▶ _What you should do_
Word for word, set down every line of the entries below from the line with "use std::collections::HashSet;" to the line with "Ordering is by", including both, and no other line.
━━━━━ Data supplied
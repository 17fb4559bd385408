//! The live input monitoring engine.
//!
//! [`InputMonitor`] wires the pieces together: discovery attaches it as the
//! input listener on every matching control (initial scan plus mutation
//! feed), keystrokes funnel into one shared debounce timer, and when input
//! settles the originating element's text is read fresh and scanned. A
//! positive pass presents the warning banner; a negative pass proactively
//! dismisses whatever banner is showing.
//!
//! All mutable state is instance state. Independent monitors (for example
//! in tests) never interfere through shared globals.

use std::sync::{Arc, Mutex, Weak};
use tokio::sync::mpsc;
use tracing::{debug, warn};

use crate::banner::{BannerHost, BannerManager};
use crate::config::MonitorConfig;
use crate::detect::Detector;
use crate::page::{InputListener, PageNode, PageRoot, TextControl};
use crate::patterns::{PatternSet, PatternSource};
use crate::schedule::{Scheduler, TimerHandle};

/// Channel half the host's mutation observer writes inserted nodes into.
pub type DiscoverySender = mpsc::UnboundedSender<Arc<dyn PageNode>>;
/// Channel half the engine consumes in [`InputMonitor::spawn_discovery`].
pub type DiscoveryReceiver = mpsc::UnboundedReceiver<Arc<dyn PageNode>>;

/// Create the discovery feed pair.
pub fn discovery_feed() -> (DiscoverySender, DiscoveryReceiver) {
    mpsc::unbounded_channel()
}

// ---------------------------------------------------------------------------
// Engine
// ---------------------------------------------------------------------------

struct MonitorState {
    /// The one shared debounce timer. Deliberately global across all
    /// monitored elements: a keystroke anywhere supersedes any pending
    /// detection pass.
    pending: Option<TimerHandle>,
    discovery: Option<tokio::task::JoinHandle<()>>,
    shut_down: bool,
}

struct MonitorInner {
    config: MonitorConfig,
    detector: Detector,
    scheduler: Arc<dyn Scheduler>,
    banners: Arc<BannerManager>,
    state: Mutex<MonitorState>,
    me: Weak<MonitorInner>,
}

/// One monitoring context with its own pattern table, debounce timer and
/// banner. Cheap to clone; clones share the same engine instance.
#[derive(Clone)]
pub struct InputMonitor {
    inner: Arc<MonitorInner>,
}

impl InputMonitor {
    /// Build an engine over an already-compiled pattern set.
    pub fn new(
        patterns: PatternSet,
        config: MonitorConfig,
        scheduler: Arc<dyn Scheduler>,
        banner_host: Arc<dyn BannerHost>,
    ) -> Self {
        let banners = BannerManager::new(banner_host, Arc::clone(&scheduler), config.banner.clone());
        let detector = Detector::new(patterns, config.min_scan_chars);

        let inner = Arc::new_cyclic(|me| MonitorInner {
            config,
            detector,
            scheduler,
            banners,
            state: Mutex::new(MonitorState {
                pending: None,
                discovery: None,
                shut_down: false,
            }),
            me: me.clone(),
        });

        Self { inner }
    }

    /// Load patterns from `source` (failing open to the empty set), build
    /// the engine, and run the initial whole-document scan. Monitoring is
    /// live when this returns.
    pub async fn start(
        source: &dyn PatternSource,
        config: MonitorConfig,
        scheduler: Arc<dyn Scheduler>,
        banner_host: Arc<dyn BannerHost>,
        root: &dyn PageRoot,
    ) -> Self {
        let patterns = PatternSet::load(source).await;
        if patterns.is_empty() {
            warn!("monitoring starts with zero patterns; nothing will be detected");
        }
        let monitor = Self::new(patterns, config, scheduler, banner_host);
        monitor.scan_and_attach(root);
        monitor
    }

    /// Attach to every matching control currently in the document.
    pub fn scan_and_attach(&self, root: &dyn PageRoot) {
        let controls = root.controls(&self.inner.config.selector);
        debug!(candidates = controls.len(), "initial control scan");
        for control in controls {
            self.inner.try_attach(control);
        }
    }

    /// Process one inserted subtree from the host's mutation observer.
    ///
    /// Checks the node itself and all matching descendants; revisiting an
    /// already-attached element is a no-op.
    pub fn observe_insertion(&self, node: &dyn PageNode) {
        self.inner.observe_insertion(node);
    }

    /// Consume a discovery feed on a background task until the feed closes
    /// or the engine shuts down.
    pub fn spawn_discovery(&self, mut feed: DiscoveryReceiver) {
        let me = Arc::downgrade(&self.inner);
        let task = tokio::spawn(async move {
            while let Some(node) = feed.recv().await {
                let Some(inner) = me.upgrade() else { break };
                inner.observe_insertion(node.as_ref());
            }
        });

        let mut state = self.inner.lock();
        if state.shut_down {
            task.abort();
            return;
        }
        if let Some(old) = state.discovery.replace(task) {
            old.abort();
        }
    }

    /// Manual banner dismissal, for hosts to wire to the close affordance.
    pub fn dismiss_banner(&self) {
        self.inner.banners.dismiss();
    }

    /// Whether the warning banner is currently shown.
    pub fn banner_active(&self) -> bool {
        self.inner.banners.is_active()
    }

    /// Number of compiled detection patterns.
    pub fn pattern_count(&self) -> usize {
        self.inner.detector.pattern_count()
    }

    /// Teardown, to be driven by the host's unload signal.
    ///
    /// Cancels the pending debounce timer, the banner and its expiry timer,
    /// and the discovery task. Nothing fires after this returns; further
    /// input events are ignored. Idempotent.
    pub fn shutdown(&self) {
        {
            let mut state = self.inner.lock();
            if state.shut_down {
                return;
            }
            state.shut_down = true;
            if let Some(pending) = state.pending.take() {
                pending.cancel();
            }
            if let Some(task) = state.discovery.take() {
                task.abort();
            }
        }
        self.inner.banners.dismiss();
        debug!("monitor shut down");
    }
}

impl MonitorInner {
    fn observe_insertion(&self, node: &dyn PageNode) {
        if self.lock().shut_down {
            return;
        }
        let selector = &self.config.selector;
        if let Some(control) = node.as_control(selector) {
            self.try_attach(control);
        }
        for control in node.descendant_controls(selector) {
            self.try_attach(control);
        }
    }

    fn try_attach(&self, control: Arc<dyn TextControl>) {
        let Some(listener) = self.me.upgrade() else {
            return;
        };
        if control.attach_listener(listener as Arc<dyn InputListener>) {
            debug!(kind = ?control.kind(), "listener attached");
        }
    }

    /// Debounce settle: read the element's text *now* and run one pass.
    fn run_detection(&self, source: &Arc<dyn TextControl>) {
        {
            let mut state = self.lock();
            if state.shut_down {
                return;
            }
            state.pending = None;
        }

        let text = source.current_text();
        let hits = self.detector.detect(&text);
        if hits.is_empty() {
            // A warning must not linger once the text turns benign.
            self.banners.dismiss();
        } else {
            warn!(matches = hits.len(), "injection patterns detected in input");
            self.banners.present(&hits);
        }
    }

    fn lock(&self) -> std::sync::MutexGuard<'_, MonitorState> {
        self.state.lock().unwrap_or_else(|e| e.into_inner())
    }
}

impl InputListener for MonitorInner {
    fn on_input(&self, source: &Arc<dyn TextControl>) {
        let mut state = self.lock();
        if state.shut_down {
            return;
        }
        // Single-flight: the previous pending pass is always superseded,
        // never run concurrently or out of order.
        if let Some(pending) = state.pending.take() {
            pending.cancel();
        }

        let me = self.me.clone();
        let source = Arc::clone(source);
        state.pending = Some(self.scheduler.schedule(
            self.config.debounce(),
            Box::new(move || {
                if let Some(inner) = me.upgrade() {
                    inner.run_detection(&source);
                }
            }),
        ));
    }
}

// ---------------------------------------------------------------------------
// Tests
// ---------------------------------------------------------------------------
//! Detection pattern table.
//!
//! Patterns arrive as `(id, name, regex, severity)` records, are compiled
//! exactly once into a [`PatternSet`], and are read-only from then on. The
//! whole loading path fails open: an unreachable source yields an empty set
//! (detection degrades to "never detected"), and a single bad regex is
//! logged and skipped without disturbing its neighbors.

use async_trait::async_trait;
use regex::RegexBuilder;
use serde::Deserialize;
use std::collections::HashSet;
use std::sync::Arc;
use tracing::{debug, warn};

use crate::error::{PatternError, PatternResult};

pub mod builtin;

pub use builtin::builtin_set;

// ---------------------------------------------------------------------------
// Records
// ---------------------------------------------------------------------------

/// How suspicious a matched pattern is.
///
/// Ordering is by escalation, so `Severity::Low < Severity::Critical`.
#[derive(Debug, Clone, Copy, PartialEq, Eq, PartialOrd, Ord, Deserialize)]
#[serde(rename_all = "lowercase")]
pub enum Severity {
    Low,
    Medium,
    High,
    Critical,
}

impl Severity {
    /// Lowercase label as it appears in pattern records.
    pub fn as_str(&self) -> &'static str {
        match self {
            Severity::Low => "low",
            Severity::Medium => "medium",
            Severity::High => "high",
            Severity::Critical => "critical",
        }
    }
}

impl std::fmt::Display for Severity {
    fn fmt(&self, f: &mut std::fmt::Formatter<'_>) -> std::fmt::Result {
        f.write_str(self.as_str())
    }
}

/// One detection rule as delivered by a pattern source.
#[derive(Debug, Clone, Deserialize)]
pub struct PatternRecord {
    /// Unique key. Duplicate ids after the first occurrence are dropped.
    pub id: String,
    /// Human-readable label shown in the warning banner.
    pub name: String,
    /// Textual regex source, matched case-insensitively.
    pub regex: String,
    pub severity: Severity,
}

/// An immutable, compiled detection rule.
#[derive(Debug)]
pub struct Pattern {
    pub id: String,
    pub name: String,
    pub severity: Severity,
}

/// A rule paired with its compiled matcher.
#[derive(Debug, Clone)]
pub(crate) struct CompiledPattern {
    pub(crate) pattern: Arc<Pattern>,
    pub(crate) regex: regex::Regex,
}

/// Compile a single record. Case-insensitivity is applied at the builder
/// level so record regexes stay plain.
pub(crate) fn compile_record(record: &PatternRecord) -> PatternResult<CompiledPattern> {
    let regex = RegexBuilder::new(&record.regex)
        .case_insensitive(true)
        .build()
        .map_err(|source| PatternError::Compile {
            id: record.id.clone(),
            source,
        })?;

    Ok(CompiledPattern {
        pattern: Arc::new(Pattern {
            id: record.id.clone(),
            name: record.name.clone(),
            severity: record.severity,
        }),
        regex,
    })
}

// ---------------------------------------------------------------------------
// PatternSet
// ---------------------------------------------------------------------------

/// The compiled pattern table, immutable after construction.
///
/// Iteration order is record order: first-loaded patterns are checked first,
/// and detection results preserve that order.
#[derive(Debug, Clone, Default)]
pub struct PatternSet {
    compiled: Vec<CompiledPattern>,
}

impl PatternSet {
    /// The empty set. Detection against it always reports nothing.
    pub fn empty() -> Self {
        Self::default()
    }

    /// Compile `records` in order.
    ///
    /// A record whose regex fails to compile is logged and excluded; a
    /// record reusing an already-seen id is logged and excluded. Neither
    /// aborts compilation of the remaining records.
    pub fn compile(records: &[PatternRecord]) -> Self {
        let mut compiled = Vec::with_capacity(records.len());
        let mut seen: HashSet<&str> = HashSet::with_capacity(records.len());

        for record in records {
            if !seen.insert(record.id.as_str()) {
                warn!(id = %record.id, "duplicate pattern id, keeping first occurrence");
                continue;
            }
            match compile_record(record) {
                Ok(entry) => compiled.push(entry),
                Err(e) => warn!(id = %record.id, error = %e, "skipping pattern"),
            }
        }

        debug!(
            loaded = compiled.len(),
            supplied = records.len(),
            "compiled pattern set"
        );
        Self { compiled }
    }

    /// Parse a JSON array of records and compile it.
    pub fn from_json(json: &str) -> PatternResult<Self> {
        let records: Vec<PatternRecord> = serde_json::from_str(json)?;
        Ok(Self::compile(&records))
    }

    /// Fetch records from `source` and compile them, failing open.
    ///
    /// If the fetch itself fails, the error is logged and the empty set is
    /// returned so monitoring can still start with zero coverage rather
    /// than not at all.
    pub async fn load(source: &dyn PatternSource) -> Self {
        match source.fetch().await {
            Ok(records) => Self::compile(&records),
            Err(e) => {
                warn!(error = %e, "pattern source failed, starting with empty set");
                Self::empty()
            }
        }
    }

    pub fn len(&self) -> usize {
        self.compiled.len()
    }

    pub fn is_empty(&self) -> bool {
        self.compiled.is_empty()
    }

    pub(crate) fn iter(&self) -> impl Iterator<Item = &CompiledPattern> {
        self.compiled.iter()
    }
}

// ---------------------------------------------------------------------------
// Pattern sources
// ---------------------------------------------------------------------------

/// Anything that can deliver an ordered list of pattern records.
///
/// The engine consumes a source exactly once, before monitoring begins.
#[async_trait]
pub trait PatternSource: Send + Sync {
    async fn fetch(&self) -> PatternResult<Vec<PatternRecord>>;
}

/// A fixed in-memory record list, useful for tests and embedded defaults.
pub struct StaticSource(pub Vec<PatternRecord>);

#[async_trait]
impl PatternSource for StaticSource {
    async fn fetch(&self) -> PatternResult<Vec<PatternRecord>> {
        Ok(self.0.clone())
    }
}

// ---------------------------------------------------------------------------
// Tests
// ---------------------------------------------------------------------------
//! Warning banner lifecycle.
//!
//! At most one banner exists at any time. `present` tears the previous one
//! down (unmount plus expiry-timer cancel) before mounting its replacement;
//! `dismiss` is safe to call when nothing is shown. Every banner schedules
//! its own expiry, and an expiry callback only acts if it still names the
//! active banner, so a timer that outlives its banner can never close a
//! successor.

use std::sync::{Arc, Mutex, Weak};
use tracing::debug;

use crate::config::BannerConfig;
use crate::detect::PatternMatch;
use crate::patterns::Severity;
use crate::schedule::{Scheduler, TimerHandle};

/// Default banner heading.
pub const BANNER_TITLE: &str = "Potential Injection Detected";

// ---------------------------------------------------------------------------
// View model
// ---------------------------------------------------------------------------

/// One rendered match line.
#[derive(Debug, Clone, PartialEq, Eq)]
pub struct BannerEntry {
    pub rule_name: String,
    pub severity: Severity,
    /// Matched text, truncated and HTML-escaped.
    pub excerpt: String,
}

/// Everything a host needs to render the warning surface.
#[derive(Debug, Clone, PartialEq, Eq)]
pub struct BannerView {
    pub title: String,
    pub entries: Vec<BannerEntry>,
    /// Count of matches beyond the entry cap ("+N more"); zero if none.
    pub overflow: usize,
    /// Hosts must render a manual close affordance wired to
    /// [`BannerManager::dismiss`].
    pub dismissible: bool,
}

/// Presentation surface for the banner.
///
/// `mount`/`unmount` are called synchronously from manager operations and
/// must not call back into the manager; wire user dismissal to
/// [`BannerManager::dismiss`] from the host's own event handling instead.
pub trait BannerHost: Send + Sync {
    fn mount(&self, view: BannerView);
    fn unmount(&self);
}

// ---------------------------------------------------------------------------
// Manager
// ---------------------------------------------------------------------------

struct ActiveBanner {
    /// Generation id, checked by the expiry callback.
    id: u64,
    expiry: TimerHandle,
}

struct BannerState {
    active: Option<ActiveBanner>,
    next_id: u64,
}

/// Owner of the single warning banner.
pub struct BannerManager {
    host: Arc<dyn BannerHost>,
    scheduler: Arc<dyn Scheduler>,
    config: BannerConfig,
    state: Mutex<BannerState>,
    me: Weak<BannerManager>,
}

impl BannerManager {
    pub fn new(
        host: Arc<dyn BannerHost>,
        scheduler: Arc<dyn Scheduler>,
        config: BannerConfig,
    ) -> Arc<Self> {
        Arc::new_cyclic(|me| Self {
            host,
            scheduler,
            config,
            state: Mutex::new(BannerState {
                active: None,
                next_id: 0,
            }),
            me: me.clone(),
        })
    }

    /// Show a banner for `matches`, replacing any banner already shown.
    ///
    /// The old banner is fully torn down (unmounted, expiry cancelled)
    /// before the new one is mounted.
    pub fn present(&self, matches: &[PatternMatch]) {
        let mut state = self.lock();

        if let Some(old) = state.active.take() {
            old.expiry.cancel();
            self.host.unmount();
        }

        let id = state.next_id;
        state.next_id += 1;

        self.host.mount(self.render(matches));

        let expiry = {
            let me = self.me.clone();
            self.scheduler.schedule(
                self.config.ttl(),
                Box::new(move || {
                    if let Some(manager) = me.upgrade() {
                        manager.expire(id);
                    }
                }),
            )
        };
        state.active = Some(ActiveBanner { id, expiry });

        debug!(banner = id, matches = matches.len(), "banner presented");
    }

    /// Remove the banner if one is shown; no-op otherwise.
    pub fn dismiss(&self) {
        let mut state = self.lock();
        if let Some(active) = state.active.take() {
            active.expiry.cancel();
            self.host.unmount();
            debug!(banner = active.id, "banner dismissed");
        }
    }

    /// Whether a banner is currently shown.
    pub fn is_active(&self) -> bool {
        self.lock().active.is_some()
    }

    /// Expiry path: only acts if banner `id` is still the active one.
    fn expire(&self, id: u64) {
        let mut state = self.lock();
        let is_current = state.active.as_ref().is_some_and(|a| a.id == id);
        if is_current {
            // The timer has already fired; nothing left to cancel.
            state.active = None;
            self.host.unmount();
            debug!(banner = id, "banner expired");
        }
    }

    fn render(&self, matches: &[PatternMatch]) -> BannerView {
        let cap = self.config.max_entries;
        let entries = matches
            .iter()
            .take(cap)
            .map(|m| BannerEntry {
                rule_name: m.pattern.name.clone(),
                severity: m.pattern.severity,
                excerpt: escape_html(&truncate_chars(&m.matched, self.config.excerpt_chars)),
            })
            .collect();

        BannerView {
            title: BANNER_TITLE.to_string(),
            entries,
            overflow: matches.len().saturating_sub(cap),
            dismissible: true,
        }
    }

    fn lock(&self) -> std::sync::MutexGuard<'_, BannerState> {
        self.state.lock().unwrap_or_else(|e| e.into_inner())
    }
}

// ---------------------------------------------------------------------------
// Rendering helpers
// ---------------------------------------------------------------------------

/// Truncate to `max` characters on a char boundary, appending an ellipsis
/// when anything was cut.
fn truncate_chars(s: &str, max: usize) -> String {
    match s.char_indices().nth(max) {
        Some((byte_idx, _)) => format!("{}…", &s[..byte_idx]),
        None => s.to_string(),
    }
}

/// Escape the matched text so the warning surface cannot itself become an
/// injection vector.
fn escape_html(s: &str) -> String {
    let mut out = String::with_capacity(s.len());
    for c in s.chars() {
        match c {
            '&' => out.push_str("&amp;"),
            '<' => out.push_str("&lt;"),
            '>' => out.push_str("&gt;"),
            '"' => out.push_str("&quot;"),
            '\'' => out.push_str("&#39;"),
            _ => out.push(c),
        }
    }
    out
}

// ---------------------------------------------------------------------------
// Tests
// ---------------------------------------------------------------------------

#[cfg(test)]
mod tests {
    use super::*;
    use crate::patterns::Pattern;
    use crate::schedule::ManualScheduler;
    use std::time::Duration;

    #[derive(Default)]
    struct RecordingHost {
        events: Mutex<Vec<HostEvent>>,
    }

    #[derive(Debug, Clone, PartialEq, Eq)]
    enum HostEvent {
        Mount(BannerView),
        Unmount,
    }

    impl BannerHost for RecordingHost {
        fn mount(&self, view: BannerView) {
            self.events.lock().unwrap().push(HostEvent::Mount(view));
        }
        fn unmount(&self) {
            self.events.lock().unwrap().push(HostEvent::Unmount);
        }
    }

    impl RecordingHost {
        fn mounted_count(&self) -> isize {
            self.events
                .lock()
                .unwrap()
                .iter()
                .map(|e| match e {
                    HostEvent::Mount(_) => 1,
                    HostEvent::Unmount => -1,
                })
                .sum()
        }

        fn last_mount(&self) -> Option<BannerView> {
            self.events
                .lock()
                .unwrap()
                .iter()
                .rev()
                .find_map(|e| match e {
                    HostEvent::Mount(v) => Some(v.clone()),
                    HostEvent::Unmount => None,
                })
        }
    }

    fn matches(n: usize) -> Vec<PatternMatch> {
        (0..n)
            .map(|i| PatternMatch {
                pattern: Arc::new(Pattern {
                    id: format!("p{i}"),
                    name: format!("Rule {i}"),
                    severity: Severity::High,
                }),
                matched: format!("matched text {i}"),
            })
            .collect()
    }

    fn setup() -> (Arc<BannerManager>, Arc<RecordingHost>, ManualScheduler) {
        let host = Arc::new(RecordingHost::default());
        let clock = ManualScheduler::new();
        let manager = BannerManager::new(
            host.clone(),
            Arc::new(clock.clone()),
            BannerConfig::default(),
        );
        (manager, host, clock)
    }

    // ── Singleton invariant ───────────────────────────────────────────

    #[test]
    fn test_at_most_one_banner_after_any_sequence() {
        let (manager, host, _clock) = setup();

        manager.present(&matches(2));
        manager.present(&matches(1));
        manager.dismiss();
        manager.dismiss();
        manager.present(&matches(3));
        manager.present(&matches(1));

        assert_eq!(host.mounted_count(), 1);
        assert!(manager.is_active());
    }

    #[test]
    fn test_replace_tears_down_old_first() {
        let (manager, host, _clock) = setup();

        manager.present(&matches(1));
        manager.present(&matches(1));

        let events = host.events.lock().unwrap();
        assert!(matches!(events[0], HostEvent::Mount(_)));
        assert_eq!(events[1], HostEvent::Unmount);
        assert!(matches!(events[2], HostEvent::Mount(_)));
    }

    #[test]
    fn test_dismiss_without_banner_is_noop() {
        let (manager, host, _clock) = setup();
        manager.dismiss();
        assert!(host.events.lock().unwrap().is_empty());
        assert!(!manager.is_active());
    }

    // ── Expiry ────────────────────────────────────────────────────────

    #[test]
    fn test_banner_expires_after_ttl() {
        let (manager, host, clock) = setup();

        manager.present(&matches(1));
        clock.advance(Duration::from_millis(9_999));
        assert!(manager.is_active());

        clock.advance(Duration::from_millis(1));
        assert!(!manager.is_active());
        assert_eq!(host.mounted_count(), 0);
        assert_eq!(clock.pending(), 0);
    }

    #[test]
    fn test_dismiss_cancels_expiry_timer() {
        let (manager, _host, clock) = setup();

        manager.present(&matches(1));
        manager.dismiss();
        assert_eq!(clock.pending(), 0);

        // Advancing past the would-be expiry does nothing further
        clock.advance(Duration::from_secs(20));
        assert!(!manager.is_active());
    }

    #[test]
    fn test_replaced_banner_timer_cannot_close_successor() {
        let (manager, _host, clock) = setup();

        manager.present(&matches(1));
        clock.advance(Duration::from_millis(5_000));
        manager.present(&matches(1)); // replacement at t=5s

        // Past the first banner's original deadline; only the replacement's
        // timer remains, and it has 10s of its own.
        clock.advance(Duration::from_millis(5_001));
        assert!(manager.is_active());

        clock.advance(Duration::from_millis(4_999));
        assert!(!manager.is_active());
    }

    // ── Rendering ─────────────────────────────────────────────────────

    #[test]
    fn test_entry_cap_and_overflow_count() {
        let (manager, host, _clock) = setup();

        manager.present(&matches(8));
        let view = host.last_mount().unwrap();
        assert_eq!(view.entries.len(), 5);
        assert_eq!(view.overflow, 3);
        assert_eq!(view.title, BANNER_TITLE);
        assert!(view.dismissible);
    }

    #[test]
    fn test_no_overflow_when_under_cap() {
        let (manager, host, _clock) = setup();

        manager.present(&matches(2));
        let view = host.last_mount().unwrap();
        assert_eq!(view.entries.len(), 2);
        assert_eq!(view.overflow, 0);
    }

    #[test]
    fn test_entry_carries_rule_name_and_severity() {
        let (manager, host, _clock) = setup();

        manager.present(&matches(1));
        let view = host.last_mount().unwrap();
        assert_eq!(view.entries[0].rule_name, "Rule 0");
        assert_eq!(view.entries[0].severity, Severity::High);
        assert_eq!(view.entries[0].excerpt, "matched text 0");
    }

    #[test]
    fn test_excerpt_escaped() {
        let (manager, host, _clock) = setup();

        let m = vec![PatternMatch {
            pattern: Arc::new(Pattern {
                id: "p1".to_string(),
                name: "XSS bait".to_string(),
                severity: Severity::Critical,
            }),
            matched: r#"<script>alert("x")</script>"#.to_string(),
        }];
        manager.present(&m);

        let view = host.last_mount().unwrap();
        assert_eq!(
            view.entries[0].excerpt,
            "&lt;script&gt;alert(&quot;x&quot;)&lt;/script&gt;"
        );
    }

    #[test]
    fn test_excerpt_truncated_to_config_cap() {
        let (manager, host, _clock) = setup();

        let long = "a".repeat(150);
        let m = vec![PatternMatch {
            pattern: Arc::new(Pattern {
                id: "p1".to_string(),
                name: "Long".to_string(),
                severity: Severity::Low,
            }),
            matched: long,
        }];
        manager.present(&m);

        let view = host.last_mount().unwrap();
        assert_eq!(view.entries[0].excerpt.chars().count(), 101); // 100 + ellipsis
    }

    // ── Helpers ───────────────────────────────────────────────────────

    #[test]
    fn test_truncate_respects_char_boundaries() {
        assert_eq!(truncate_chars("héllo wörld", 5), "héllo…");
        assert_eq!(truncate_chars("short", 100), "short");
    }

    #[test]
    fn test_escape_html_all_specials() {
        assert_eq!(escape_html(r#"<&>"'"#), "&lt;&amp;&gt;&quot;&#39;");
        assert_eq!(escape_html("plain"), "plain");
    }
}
━━━━━━━━━━
▶ _Solution to the exercise_
use std::collections::HashSet;
use std::sync::Arc;
use tracing::{debug, warn};

use crate::error::{PatternError, PatternResult};

pub mod builtin;

pub use builtin::builtin_set;

// ---------------------------------------------------------------------------
// Records
// ---------------------------------------------------------------------------

/// How suspicious a matched pattern is.
///
/// Ordering is by escalation, so `Severity::Low < Severity::Critical`.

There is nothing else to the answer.